- Opening Delimiter -
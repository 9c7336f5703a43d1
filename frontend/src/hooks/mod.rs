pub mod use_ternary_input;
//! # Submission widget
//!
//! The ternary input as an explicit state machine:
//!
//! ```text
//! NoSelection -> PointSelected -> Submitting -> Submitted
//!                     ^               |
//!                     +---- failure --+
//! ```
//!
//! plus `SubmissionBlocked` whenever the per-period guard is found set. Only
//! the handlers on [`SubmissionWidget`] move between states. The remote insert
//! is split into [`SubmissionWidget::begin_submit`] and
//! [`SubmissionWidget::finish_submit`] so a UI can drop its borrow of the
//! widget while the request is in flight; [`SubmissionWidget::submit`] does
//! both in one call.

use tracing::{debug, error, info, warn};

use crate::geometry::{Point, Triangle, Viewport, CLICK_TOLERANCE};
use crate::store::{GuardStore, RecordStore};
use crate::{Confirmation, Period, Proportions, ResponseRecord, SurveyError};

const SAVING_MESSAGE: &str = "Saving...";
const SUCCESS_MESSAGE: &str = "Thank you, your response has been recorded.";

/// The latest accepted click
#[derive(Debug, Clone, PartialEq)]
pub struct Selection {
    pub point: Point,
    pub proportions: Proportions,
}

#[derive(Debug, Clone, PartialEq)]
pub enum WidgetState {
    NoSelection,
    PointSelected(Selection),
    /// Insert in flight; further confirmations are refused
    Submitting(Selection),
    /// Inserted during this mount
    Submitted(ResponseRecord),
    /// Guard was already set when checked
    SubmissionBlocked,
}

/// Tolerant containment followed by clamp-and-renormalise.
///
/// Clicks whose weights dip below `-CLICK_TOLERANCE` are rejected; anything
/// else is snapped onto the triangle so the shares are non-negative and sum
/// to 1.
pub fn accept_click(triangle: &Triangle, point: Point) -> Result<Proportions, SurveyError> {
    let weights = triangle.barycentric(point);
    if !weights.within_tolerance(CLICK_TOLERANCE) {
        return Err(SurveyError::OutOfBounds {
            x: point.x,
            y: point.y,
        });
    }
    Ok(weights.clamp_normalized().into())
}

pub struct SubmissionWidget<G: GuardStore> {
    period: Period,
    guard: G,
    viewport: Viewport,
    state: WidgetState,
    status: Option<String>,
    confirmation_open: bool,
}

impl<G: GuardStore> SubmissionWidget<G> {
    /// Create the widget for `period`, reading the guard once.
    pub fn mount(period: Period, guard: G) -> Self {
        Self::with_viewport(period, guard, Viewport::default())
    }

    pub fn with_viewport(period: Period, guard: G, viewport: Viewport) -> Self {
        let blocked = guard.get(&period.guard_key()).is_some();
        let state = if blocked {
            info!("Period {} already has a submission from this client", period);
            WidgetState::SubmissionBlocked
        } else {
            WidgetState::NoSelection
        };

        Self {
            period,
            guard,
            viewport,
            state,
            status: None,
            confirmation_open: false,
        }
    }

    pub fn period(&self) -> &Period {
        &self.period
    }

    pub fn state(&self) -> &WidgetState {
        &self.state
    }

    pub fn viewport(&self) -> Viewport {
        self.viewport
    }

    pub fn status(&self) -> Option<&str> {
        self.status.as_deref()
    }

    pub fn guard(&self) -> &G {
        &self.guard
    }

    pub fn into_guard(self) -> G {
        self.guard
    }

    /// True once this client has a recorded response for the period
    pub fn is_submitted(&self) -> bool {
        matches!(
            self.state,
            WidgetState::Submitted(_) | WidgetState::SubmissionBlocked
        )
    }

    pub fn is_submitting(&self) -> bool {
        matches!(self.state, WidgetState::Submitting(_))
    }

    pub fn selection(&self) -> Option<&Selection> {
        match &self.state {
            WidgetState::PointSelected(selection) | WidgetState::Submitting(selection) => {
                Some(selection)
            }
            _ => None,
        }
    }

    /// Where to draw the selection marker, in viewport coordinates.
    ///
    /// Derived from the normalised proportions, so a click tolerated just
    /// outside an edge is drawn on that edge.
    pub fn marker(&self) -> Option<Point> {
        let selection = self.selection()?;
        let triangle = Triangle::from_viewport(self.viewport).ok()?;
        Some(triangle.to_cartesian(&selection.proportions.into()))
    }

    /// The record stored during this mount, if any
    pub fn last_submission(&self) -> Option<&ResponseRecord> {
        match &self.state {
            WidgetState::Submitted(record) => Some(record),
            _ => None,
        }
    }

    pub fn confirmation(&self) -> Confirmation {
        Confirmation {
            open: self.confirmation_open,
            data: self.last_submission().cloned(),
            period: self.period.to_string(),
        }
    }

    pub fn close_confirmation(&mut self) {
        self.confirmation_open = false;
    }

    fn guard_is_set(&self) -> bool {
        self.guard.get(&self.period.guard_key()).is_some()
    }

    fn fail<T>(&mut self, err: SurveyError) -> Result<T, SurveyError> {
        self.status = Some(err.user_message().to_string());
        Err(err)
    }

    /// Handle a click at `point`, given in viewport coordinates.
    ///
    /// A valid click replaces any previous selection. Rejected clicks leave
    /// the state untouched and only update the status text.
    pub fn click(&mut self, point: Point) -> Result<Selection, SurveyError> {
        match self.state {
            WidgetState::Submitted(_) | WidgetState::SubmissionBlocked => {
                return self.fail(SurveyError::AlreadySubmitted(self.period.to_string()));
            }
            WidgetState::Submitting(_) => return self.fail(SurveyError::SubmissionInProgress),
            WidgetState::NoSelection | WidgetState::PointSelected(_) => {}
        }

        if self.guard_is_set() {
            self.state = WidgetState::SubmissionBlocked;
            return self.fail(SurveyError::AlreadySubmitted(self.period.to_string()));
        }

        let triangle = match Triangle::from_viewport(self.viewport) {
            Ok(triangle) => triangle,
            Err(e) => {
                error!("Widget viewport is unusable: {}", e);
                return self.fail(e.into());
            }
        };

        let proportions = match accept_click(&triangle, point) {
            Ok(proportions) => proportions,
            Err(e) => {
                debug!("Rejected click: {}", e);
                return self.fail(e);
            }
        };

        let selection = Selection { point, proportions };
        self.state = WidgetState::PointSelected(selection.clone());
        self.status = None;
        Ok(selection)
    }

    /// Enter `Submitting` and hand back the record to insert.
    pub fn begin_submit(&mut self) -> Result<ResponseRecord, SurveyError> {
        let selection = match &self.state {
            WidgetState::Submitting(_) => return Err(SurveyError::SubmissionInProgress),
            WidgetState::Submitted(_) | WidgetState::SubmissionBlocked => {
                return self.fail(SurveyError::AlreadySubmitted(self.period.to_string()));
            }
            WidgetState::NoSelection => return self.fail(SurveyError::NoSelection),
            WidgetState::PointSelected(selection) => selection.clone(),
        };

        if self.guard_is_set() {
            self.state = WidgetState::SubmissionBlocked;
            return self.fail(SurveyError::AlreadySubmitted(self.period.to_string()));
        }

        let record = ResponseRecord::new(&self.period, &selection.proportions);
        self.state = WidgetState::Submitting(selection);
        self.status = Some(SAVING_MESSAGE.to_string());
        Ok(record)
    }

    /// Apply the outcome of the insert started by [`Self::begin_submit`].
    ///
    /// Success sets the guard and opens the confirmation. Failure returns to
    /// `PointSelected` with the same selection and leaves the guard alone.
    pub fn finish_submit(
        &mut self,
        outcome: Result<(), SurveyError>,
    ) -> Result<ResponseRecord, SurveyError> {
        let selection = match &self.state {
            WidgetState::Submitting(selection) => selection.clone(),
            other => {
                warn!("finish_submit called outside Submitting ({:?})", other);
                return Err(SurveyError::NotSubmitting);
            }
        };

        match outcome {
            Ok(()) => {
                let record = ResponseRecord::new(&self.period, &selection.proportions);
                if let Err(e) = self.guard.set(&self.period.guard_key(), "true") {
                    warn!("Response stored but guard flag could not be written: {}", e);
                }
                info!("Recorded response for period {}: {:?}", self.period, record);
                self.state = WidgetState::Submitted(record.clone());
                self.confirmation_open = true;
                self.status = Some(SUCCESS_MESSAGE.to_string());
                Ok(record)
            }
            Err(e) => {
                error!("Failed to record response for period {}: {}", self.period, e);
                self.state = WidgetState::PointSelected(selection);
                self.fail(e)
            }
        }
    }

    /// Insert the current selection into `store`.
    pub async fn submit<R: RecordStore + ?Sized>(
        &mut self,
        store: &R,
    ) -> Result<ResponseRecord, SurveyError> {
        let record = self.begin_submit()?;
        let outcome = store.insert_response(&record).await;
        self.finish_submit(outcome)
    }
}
- Closing Delimiter -
The response should be the listing above, limited to the lines between the one holding "found set. Only" and the one holding "widget while the", inclusive, reproduced exactly.

//! plus `SubmissionBlocked` whenever the per-period guard is found set. Only
//! the handlers on [`SubmissionWidget`] move between states. The remote insert
//! is split into [`SubmissionWidget::begin_submit`] and
//! [`SubmissionWidget::finish_submit`] so a UI can drop its borrow of the
//! widget while the request is in flight; [`SubmissionWidget::submit`] does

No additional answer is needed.